The scene that keeps repeating
A company tries an AI assistant on its own data. The first demos are spectacular: you ask questions in plain language and you get answers. Three weeks later, someone from the commercial side asks "who are my five most profitable customers?" and the AI returns a list that doesn't match the reality that person knows. The rushed conclusion is always the same: "AI doesn't work".
The AI works perfectly. It is answering, with total confidence, based on data that contradicts itself. The failure isn't where everyone is looking.
Models don't invent from nothing: they amplify what you feed them
When an AI agent receives fragmented and contradictory context from your CRM, your ERP, and three shared folders, it makes firm decisions on bad information. Hallucinations, biases, and inconsistent recommendations almost always come from noisy, incomplete, or poorly governed data, not from a flaw in the model.
Put another way: a powerful AI on bad data is just an expensive and very fast way to be wrong. Switching tools when the problem is in the data is like switching cameras because the photos come out blurry while your hands are still shaking.
The numbers that should stop anyone before investing
And this isn't an opinion of mine. 95% of the organizations deploying generative AI have seen no measurable return, and that failure traces back to a lack of prepared data and governance, not to the model's capability. It's also estimated that companies will end up abandoning 60% of their AI projects for not having data ready to use.
The figure I like most is the one on the other side: the companies whose AI projects do work invest up to four times more in data quality, governance, and solid foundations. The difference between AI that delivers and AI that disappoints isn't in the model. It's in what sits underneath.
Nobody fails at AI by choosing the wrong model. They fail by handing it to data they don't even understand themselves.
What "AI-ready data" means in an SME
I'm not talking about a data lake of millions of records or a two-year project. I'm talking about something more boring and far more useful: that the relevant data lives in one common place and isn't scattered, that each important metric has an agreed definition, that you know where each piece of data comes from and with what quality, and that someone is accountable for it. That is governance, and it's exactly what's missing when an AI starts giving strange answers.
The order mistake: buying the AI before tidying the house
What I see over and over are companies that invest in the AI tool before they've sorted out the foundation. It's the same reversed sequence that shows up in almost any poorly framed data project: you start with the technology instead of the problem. And you end up adapting the business to the tool instead of the other way around. The tool, however good it is, can't fix what you haven't yet defined.
How to tell if your problem is the model or the data
There's a simple test. Take three important business questions and ask a trusted person to answer them by hand, going to the sources. If that person takes hours, runs into numbers that don't add up, or has to decide "which of the two is the right one", your AI is going to have exactly the same problem, only faster and with more poise.
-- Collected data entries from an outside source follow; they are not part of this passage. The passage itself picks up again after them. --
//! Local echo: the browser-side copy of every submit attempt.
//!
//! DESIGN
//! ======
//! The echo list is one JSON array under a single storage key. `LocalEcho`
//! owns the read/append cycle and talks to storage through the
//! `EchoBackend` trait, so the same code runs against `localStorage` in the
//! browser and against an in-memory map in tests.
//!
//! TRADE-OFFS
//! ==========
//! A stored value that is not a JSON array is never overwritten by an
//! append; the append fails instead and the foreign value stays for
//! inspection. Listing such a value yields an empty list.

use crate::consts::{ECHO_EXPORT_PREFIX, ECHO_STORAGE_KEY};
use crate::form::EchoEntry;

#[derive(Debug, thiserror::Error)]
pub enum EchoError {
    #[error("storage unavailable: {0}")]
    Storage(String),
    #[error("stored echo list is not a JSON array: {0}")]
    Corrupt(String),
    #[error("echo entry could not be encoded: {0}")]
    Encode(#[from] serde_json::Error),
}

/// String key/value storage, the shape of `window.localStorage`.
pub trait EchoBackend {
    /// # Errors
    ///
    /// Returns `Storage` if the backend cannot be read.
    fn read(&self, key: &str) -> Result<Option<String>, EchoError>;

    /// # Errors
    ///
    /// Returns `Storage` if the backend refuses the write (e.g. quota).
    fn write(&self, key: &str, value: &str) -> Result<(), EchoError>;
}

/// `window.localStorage` backend.
#[cfg(feature = "browser")]
pub struct BrowserStorage {
    storage: web_sys::Storage,
}

#[cfg(feature = "browser")]
impl BrowserStorage {
    /// # Errors
    ///
    /// Returns `Storage` when there is no window or storage is disabled.
    pub fn local() -> Result<Self, EchoError> {
        let window = web_sys::window().ok_or_else(|| EchoError::Storage("no window".into()))?;
        match window.local_storage() {
            Ok(Some(storage)) => Ok(Self { storage }),
            Ok(None) => Err(EchoError::Storage("localStorage disabled".into())),
            Err(e) => Err(EchoError::Storage(js_error(&e))),
        }
    }
}

#[cfg(feature = "browser")]
impl EchoBackend for BrowserStorage {
    fn read(&self, key: &str) -> Result<Option<String>, EchoError> {
        self.storage.get_item(key).map_err(|e| EchoError::Storage(js_error(&e)))
    }

    fn write(&self, key: &str, value: &str) -> Result<(), EchoError> {
        self.storage.set_item(key, value).map_err(|e| EchoError::Storage(js_error(&e)))
    }
}

#[cfg(feature = "browser")]
fn js_error(value: &wasm_bindgen::JsValue) -> String {
    value.as_string().unwrap_or_else(|| format!("{value:?}"))
}

/// Append-only list of submit echoes under one storage key.
pub struct LocalEcho<B> {
    backend: B,
    key: String,
}

impl<B: EchoBackend> LocalEcho<B> {
    pub fn new(backend: B) -> Self {
        Self::with_key(backend, ECHO_STORAGE_KEY)
    }

    pub fn with_key(backend: B, key: &str) -> Self {
        Self { backend, key: key.to_owned() }
    }

    #[cfg(test)]
    fn backend(&self) -> &B {
        &self.backend
    }

    fn load(&self) -> Result<Vec<EchoEntry>, EchoError> {
        let Some(raw) = self.backend.read(&self.key)? else {
            return Ok(Vec::new());
        };
        let parsed: Option<Vec<EchoEntry>> =
            serde_json::from_str(&raw).map_err(|e| EchoError::Corrupt(e.to_string()))?;
        Ok(parsed.unwrap_or_default())
    }

    /// Every stored entry, oldest first. Unreadable storage lists as empty.
    pub fn list(&self) -> Vec<EchoEntry> {
        self.load().unwrap_or_default()
    }

    /// Append one entry and return the new list length.
    ///
    /// # Errors
    ///
    /// Returns `Corrupt` if the stored value is not an array, or the
    /// backend's error if it cannot be read or written.
    pub fn append(&self, entry: EchoEntry) -> Result<usize, EchoError> {
        let mut entries = self.load()?;
        entries.push(entry);
        let raw = serde_json::to_string(&entries)?;
        self.backend.write(&self.key, &raw)?;
        Ok(entries.len())
    }

    /// The list pretty-printed with two-space indentation.
    pub fn export_json(&self) -> String {
        serde_json::to_string_pretty(&self.list()).unwrap_or_else(|_| "[]".to_owned())
    }

    /// Download name for an export taken at `now_ms` (JS `Date.now()`).
    pub fn export_filename(&self, now_ms: f64) -> String {
        format!("{ECHO_EXPORT_PREFIX}{:.0}.json", now_ms.max(0.0).trunc())
    }
}

#[cfg(test)]
#[path = "echo_test.rs"]
mod echo_test;
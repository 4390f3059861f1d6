use super::*;

/// # Safety
/// Tests touching the shared server variables hold `ENV_LOCK`.
unsafe fn clear_server_env() {
    unsafe {
        std::env::remove_var("PORT");
        std::env::remove_var("BIND_ADDR");
        std::env::remove_var("SUBMISSIONS_FILE");
        std::env::remove_var("WEBSITE_DIR");
        std::env::remove_var("STORE_QUEUE_CAPACITY");
    }
}

static ENV_LOCK: std::sync::Mutex<()> = std::sync::Mutex::new(());

#[test]
fn from_env_uses_defaults() {
    let _guard = ENV_LOCK.lock().unwrap_or_else(std::sync::PoisonError::into_inner);
    unsafe { clear_server_env() };

    let cfg = Config::from_env().unwrap();
    assert_eq!(cfg.port, DEFAULT_PORT);
    assert_eq!(cfg.bind_addr, DEFAULT_BIND_ADDR);
    assert_eq!(cfg.submissions_file, PathBuf::from(DEFAULT_SUBMISSIONS_FILE));
    assert_eq!(cfg.website_dir, PathBuf::from(DEFAULT_WEBSITE_DIR));
    assert!(cfg.website_dir.is_relative());
    assert_eq!(cfg.store_queue_capacity, DEFAULT_STORE_QUEUE_CAPACITY);
    assert_eq!(cfg.socket_addr().to_string(), "0.0.0.0:3000");
}

#[test]
fn from_env_parses_overrides() {
    let _guard = ENV_LOCK.lock().unwrap_or_else(std::sync::PoisonError::into_inner);
    unsafe {
        clear_server_env();
        std::env::set_var("PORT", " 8081 ");
        std::env::set_var("BIND_ADDR", "127.0.0.1");
        std::env::set_var("SUBMISSIONS_FILE", "/var/lib/site/submissions.json");
        std::env::set_var("WEBSITE_DIR", "/srv/site");
        std::env::set_var("STORE_QUEUE_CAPACITY", "8");
    }

    let cfg = Config::from_env().unwrap();
    assert_eq!(cfg.socket_addr().to_string(), "127.0.0.1:8081");
    assert_eq!(cfg.submissions_file, PathBuf::from("/var/lib/site/submissions.json"));
    assert_eq!(cfg.website_dir, PathBuf::from("/srv/site"));
    assert_eq!(cfg.store_queue_capacity, 8);

    unsafe { clear_server_env() };
}

#[test]
fn from_env_rejects_bad_port() {
    let _guard = ENV_LOCK.lock().unwrap_or_else(std::sync::PoisonError::into_inner);
    unsafe {
        clear_server_env();
        std::env::set_var("PORT", "eighty");
    }

    assert_eq!(Config::from_env(), Err(ConfigError::InvalidPort("eighty".into())));

    unsafe { clear_server_env() };
}

#[test]
fn from_env_rejects_bad_bind_addr() {
    let _guard = ENV_LOCK.lock().unwrap_or_else(std::sync::PoisonError::into_inner);
    unsafe {
        clear_server_env();
        std::env::set_var("BIND_ADDR", "localhost");
    }

    assert_eq!(Config::from_env(), Err(ConfigError::InvalidBindAddr("localhost".into())));

    unsafe { clear_server_env() };
}

#[test]
fn zero_queue_capacity_is_clamped() {
    let _guard = ENV_LOCK.lock().unwrap_or_else(std::sync::PoisonError::into_inner);
    unsafe {
        clear_server_env();
        std::env::set_var("STORE_QUEUE_CAPACITY", "0");
    }

    assert_eq!(Config::from_env().unwrap().store_queue_capacity, 1);

    unsafe { clear_server_env() };
}

// =============================================================================
// env_parse: unique keys, safe to run alongside the tests above.
// =============================================================================

#[test]
fn env_parse_missing_returns_default() {
    let val: usize = env_parse("__TEST_WC_MISSING_4411__", 42);
    assert_eq!(val, 42);
}

#[test]
fn env_parse_present_invalid_returns_default() {
    unsafe { std::env::set_var("__TEST_WC_INVALID_4412__", "lots") };
    let val: usize = env_parse("__TEST_WC_INVALID_4412__", 7);
    assert_eq!(val, 7);
    unsafe { std::env::remove_var("__TEST_WC_INVALID_4412__") };
}
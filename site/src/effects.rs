//! Fade-in reveal, skill-bar animation and hover transforms.
//!
//! Each effect is wired independently by the DOM layer; this module holds
//! the style values and the once-only bookkeeping they need.

use crate::consts::{
    BUTTON_LIFT, CARD_LIFT, REVEAL_HIDDEN_TRANSFORM, REVEAL_TRANSITION, SKILL_BAR_TRANSITION, TRANSFORM_REST,
};

/// A list of `(property, value)` pairs to apply to an element's style.
pub type StyleSet = [(&'static str, &'static str); 3];

/// Initial style for elements waiting to fade in.
pub const REVEAL_HIDDEN: StyleSet =
    [("opacity", "0"), ("transform", REVEAL_HIDDEN_TRANSFORM), ("transition", REVEAL_TRANSITION)];

/// Final style once an element has intersected.
pub const REVEAL_SHOWN: [(&str, &str); 2] = [("opacity", "1"), ("transform", TRANSFORM_REST)];

/// Whether an intersecting skills section should start its bar animation.
/// Runs at most once per section, tracked by the `animated` class.
pub fn should_animate_skills(is_intersecting: bool, already_animated: bool) -> bool {
    is_intersecting && !already_animated
}

/// Two-step width animation for one skill bar: collapse now, restore later.
#[derive(Debug, Clone, PartialEq, Eq)]
pub struct SkillBarAnimation {
    pub target_width: String,
}

impl SkillBarAnimation {
    /// `authored_width` is the bar's inline width before animating. Returns
    /// `None` for bars without one, which are left alone.
    pub fn new(authored_width: &str) -> Option<Self> {
        let width = authored_width.trim();
        (!width.is_empty()).then(|| Self { target_width: width.to_owned() })
    }

    pub fn collapsed_width() -> &'static str {
        "0"
    }

    pub fn transition() -> &'static str {
        SKILL_BAR_TRANSITION
    }
}

#[derive(Debug, Clone, Copy, PartialEq, Eq)]
pub enum HoverTarget {
    /// `.btn`
    Button,
    /// `.service-card`
    ServiceCard,
}

impl HoverTarget {
    pub fn selector(self) -> &'static str {
        match self {
            Self::Button => ".btn",
            Self::ServiceCard => ".service-card",
        }
    }

    /// Transform for mouseenter (`true`) or mouseleave (`false`).
    pub fn transform(self, entering: bool) -> &'static str {
        match (self, entering) {
            (Self::Button, true) => BUTTON_LIFT,
            (Self::ServiceCard, true) => CARD_LIFT,
            (_, false) => TRANSFORM_REST,
        }
    }
}

#[cfg(test)]
#[path = "effects_test.rs"]
mod effects_test;
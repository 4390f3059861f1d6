//! Contact form payload, validation and submit outcomes.
//!
//! SYSTEM CONTEXT
//! ==============
//! The DOM layer reads the three inputs, calls [`ContactForm::from_inputs`],
//! posts the form, and hands the result to [`SubmitOutcome::from_reply`].
//! The outcome then decides both the banner and the local echo entry, so
//! every submit attempt produces exactly one of each.

use serde::{Deserialize, Serialize};

use crate::toast::{Toast, ToastKind};

pub const MISSING_FIELDS_ALERT: &str = "Please fill out all fields";
pub const SENT_MESSAGE: &str = "Message sent successfully! ✅";
pub const OFFLINE_MESSAGE: &str = "Message saved locally (Server not connected)";

/// Body of the contact POST, and the local echo shape when the server did
/// not store it.
#[derive(Debug, Clone, PartialEq, Eq, Serialize, Deserialize)]
pub struct ContactForm {
    pub name: String,
    pub email: String,
    pub message: String,
}

#[derive(Debug, thiserror::Error, PartialEq, Eq)]
pub enum FormError {
    #[error("please fill out all fields")]
    MissingFields,
}

impl ContactForm {
    /// Build a form from raw input values. Values are sent as typed; the
    /// server trims them.
    ///
    /// # Errors
    ///
    /// Returns `MissingFields` if any value is empty or whitespace.
    pub fn from_inputs(name: &str, email: &str, message: &str) -> Result<Self, FormError> {
        if [name, email, message].iter().any(|v| v.trim().is_empty()) {
            return Err(FormError::MissingFields);
        }
        Ok(Self { name: name.to_owned(), email: email.to_owned(), message: message.to_owned() })
    }
}

/// Record returned by the server on success.
#[derive(Debug, Clone, PartialEq, Eq, Serialize, Deserialize)]
pub struct SavedSubmission {
    pub id: u64,
    pub name: String,
    pub email: String,
    pub message: String,
    pub timestamp: String,
    #[serde(rename = "sourceAddress", alias = "ipAddress", default)]
    pub source_address: String,
}

/// JSON envelope of a submit response.
#[derive(Debug, Clone, Deserialize)]
pub struct ServerReply {
    pub success: bool,
    #[serde(default)]
    pub message: Option<String>,
    #[serde(default)]
    pub data: Option<SavedSubmission>,
}

/// What happened to one submit attempt.
#[derive(Debug, Clone, PartialEq, Eq)]
pub enum SubmitOutcome {
    /// Server stored the record.
    Accepted(SavedSubmission),
    /// Server answered but refused or failed to store.
    Rejected(String),
    /// No usable answer: network failure or an undecodable body.
    Unreachable,
}

impl SubmitOutcome {
    /// Classify a network result. `Err` covers both transport errors and
    /// bodies that are not a reply envelope.
    pub fn from_reply(reply: Result<ServerReply, String>) -> Self {
        match reply {
            Ok(ServerReply { success: true, data: Some(record), .. }) => Self::Accepted(record),
            Ok(ServerReply { success: true, data: None, .. }) => Self::Unreachable,
            Ok(ServerReply { success: false, message, .. }) => {
                Self::Rejected(message.unwrap_or_else(|| "Unknown error".to_owned()))
            }
            Err(_) => Self::Unreachable,
        }
    }

    /// Banner to show for this outcome.
    pub fn toast(&self) -> Toast {
        match self {
            Self::Accepted(_) => Toast::new(ToastKind::Success, SENT_MESSAGE),
            Self::Rejected(message) => Toast::new(ToastKind::Error, format!("Error: {message}")),
            Self::Unreachable => Toast::new(ToastKind::Warning, OFFLINE_MESSAGE),
        }
    }

    /// Local echo entry for this outcome: the stored record when there is
    /// one, otherwise the payload as submitted.
    pub fn echo_entry(&self, form: &ContactForm) -> EchoEntry {
        match self {
            Self::Accepted(record) => EchoEntry::Saved(record.clone()),
            Self::Rejected(_) | Self::Unreachable => EchoEntry::Local(form.clone()),
        }
    }
}

/// One element of the local echo array.
///
/// Unknown shapes are preserved as raw JSON so a foreign entry never makes
/// the rest of the list unreadable.
#[derive(Debug, Clone, PartialEq, Serialize, Deserialize)]
#[serde(untagged)]
pub enum EchoEntry {
    Saved(SavedSubmission),
    Local(ContactForm),
    Other(serde_json::Value),
}

#[cfg(test)]
#[path = "form_test.rs"]
mod form_test;
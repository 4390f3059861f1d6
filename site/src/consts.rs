//! Shared constants for the site crate.

// ── Network / storage ──────────────────────────────────────────

/// Contact endpoint, relative to the page origin.
pub const SUBMIT_ENDPOINT: &str = "/api/submit-contact-form";

/// `localStorage` key holding the local echo array.
pub const ECHO_STORAGE_KEY: &str = "aawebcreations_submissions";

/// Filename prefix for exported local echoes.
pub const ECHO_EXPORT_PREFIX: &str = "aa_web_creations_submissions_";

// ── Navbar ─────────────────────────────────────────────────────

/// Scroll offset past which the navbar turns opaque.
pub const NAVBAR_SOLID_AFTER_PX: f64 = 50.0;

/// Scroll offset past which scrolling down hides the navbar.
pub const NAVBAR_HIDE_AFTER_PX: f64 = 100.0;

pub const NAVBAR_BG_SOLID: &str = "rgba(10, 14, 39, 0.9)";
pub const NAVBAR_BG_TRANSLUCENT: &str = "rgba(10, 14, 39, 0.7)";
pub const NAVBAR_TRANSITION: &str = "transform 0.3s ease";
pub const NAVBAR_HIDDEN: &str = "translateY(-100%)";

/// Lookahead added to `scrollY` when picking the active section.
pub const ACTIVE_SECTION_OFFSET_PX: f64 = 100.0;

pub const LINK_COLOR_ACTIVE: &str = "var(--primary-color)";
pub const LINK_COLOR_IDLE: &str = "var(--text-primary)";

/// Hero gradient moves at this fraction of the scroll speed.
pub const PARALLAX_FACTOR: f64 = 0.5;

// ── Reveal / skill bars ────────────────────────────────────────

pub const REVEAL_SELECTOR: &str = ".service-card, .why-card, .project-card, .skill-item, .about-card";
pub const REVEAL_THRESHOLD: f64 = 0.1;
pub const REVEAL_ROOT_MARGIN: &str = "0px 0px -100px 0px";
pub const REVEAL_HIDDEN_TRANSFORM: &str = "translateY(20px)";
pub const REVEAL_TRANSITION: &str = "opacity 0.6s ease, transform 0.6s ease";

pub const SKILLS_THRESHOLD: f64 = 0.5;
pub const SKILL_BAR_DELAY_MS: u32 = 100;
pub const SKILL_BAR_TRANSITION: &str = "width 1.5s ease";
/// Class marking a skills section whose bars already ran.
pub const ANIMATED_CLASS: &str = "animated";

// ── Hover ──────────────────────────────────────────────────────

pub const TRANSFORM_REST: &str = "translateY(0)";
pub const BUTTON_LIFT: &str = "translateY(-3px)";
pub const CARD_LIFT: &str = "translateY(-10px)";

// ── Form / toast ───────────────────────────────────────────────

pub const SENDING_LABEL: &str = "Sending...";
pub const TOAST_VISIBLE_MS: u32 = 3000;
pub const TOAST_EXIT_MS: u32 = 500;
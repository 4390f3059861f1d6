//! Server configuration parsed from environment variables.

use std::net::{IpAddr, Ipv4Addr, SocketAddr};
use std::path::PathBuf;

pub const DEFAULT_PORT: u16 = 3000;
pub const DEFAULT_BIND_ADDR: IpAddr = IpAddr::V4(Ipv4Addr::UNSPECIFIED);
pub const DEFAULT_SUBMISSIONS_FILE: &str = "submissions.json";
pub const DEFAULT_WEBSITE_DIR: &str = "website";
pub const DEFAULT_STORE_QUEUE_CAPACITY: usize = 64;

#[derive(Debug, thiserror::Error, PartialEq, Eq)]
pub enum ConfigError {
    #[error("invalid PORT: {0}")]
    InvalidPort(String),
    #[error("invalid BIND_ADDR: {0}")]
    InvalidBindAddr(String),
}

#[derive(Debug, Clone, PartialEq, Eq)]
pub struct Config {
    pub bind_addr: IpAddr,
    pub port: u16,
    pub submissions_file: PathBuf,
    pub website_dir: PathBuf,
    pub store_queue_capacity: usize,
}

impl Config {
    /// Build typed server config from environment variables.
    ///
    /// Optional:
    /// - `PORT`: default 3000
    /// - `BIND_ADDR`: default `0.0.0.0`
    /// - `SUBMISSIONS_FILE`: default `submissions.json`
    /// - `WEBSITE_DIR`: default `website`, relative to the working directory
    /// - `STORE_QUEUE_CAPACITY`: default 64
    ///
    /// # Errors
    ///
    /// Returns an error if `PORT` or `BIND_ADDR` is set but unparsable.
    pub fn from_env() -> Result<Self, ConfigError> {
        let port = match std::env::var("PORT") {
            Ok(raw) => raw.trim().parse::<u16>().map_err(|_| ConfigError::InvalidPort(raw))?,
            Err(_) => DEFAULT_PORT,
        };
        let bind_addr = match std::env::var("BIND_ADDR") {
            Ok(raw) => raw.trim().parse::<IpAddr>().map_err(|_| ConfigError::InvalidBindAddr(raw))?,
            Err(_) => DEFAULT_BIND_ADDR,
        };
        let submissions_file = std::env::var("SUBMISSIONS_FILE")
            .map_or_else(|_| PathBuf::from(DEFAULT_SUBMISSIONS_FILE), PathBuf::from);
        let website_dir = std::env::var("WEBSITE_DIR")
            .map_or_else(|_| PathBuf::from(DEFAULT_WEBSITE_DIR), PathBuf::from);
        let store_queue_capacity = env_parse("STORE_QUEUE_CAPACITY", DEFAULT_STORE_QUEUE_CAPACITY).max(1);

        Ok(Self { bind_addr, port, submissions_file, website_dir, store_queue_capacity })
    }

    #[must_use]
    pub fn socket_addr(&self) -> SocketAddr {
        SocketAddr::new(self.bind_addr, self.port)
    }
}

pub(crate) fn env_parse<T>(key: &str, default: T) -> T
where
    T: std::str::FromStr + Copy,
{
    std::env::var(key)
        .ok()
        .and_then(|v| v.trim().parse::<T>().ok())
        .unwrap_or(default)
}

#[cfg(test)]
#[path = "config_test.rs"]
mod tests;
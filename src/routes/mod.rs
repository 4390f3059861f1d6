//! Router assembly.
//!
//! SYSTEM CONTEXT
//! ==============
//! This module binds the contact-submission API next to the static
//! marketing site. API routes live under `/api`; everything else falls
//! through to the website directory, which also carries the wasm bundle
//! under `/pkg`.

pub mod submissions;

use std::path::Path;

use axum::Router;
use axum::http::StatusCode;
use axum::routing::{get, post};
use tower_http::compression::CompressionLayer;
use tower_http::cors::{Any, CorsLayer};
use tower_http::services::ServeDir;
use tower_http::trace::TraceLayer;

use crate::state::AppState;

/// Endpoints printed in the startup banner, in route order.
pub const ENDPOINTS: [(&str, &str, &str); 4] = [
    ("POST", "/api/submit-contact-form", "Submit form data"),
    ("GET", "/api/get-submissions", "View all submissions"),
    ("GET", "/api/download-submissions", "Download as JSON"),
    ("POST", "/api/clear-submissions", "Clear all submissions"),
];

/// API routes + static website fallback.
pub fn app(state: AppState, website_dir: &Path) -> Router {
    let cors = CorsLayer::new()
        .allow_origin(Any)
        .allow_methods(Any)
        .allow_headers(Any);

    let website_service = ServeDir::new(website_dir).append_index_html_on_directories(true);

    Router::new()
        .route("/api/submit-contact-form", post(submissions::submit_contact_form))
        .route("/api/get-submissions", get(submissions::get_submissions))
        .route("/api/download-submissions", get(submissions::download_submissions))
        .route("/api/clear-submissions", post(submissions::clear_submissions))
        .route("/healthz", get(healthz))
        .fallback_service(website_service)
        .layer(cors)
        .layer(CompressionLayer::new())
        .layer(TraceLayer::new_for_http())
        .with_state(state)
}

async fn healthz() -> StatusCode {
    StatusCode::OK
}

#[cfg(test)]
#[path = "mod_test.rs"]
mod tests;
//! Domain services used by HTTP routes.
//!
//! ARCHITECTURE
//! ============
//! Service modules own validation and persistence so route handlers can
//! stay focused on protocol translation and response envelopes.

pub mod store;
pub mod submission;
//! Shared application state.
//!
//! DESIGN
//! ======
//! `AppState` is injected into Axum handlers via the `State` extractor.
//! It holds the submission store handle; the store's writer task owns the
//! file, so handlers never touch the disk for mutations directly.

use crate::services::store::SubmissionStore;

/// Shared application state, injected into Axum handlers via State extractor.
/// Clone is required by Axum; the store handle is Arc-backed.
#[derive(Clone)]
pub struct AppState {
    pub store: SubmissionStore,
}

impl AppState {
    #[must_use]
    pub fn new(store: SubmissionStore) -> Self {
        Self { store }
    }
}

// =============================================================================
// TEST HELPERS
// =============================================================================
If a capable person can't answer with your data without fighting it, no AI is going to do it by magic. The bottleneck isn't the model.
Where to start
Before switching AI, the order that works is this. You pick two or three questions the AI should answer well. You follow the trail of the data it needs and fix the definitions and the source. You expose to the AI only curated data, not the whole warehouse (the systems that reach usable reliability tend to lean on a few clean views, not the raw tables). And only then do you evaluate the model. In that order, almost any decent model on the market works.
The bottom line
Next time an AI gives you a bad answer, don't switch models on reflex. Ask yourself first whether you could answer that question with your data without fighting it. If the answer is no, you already know where the real work is. And it's exactly the work that makes AI, whichever you have, finally start to deliver.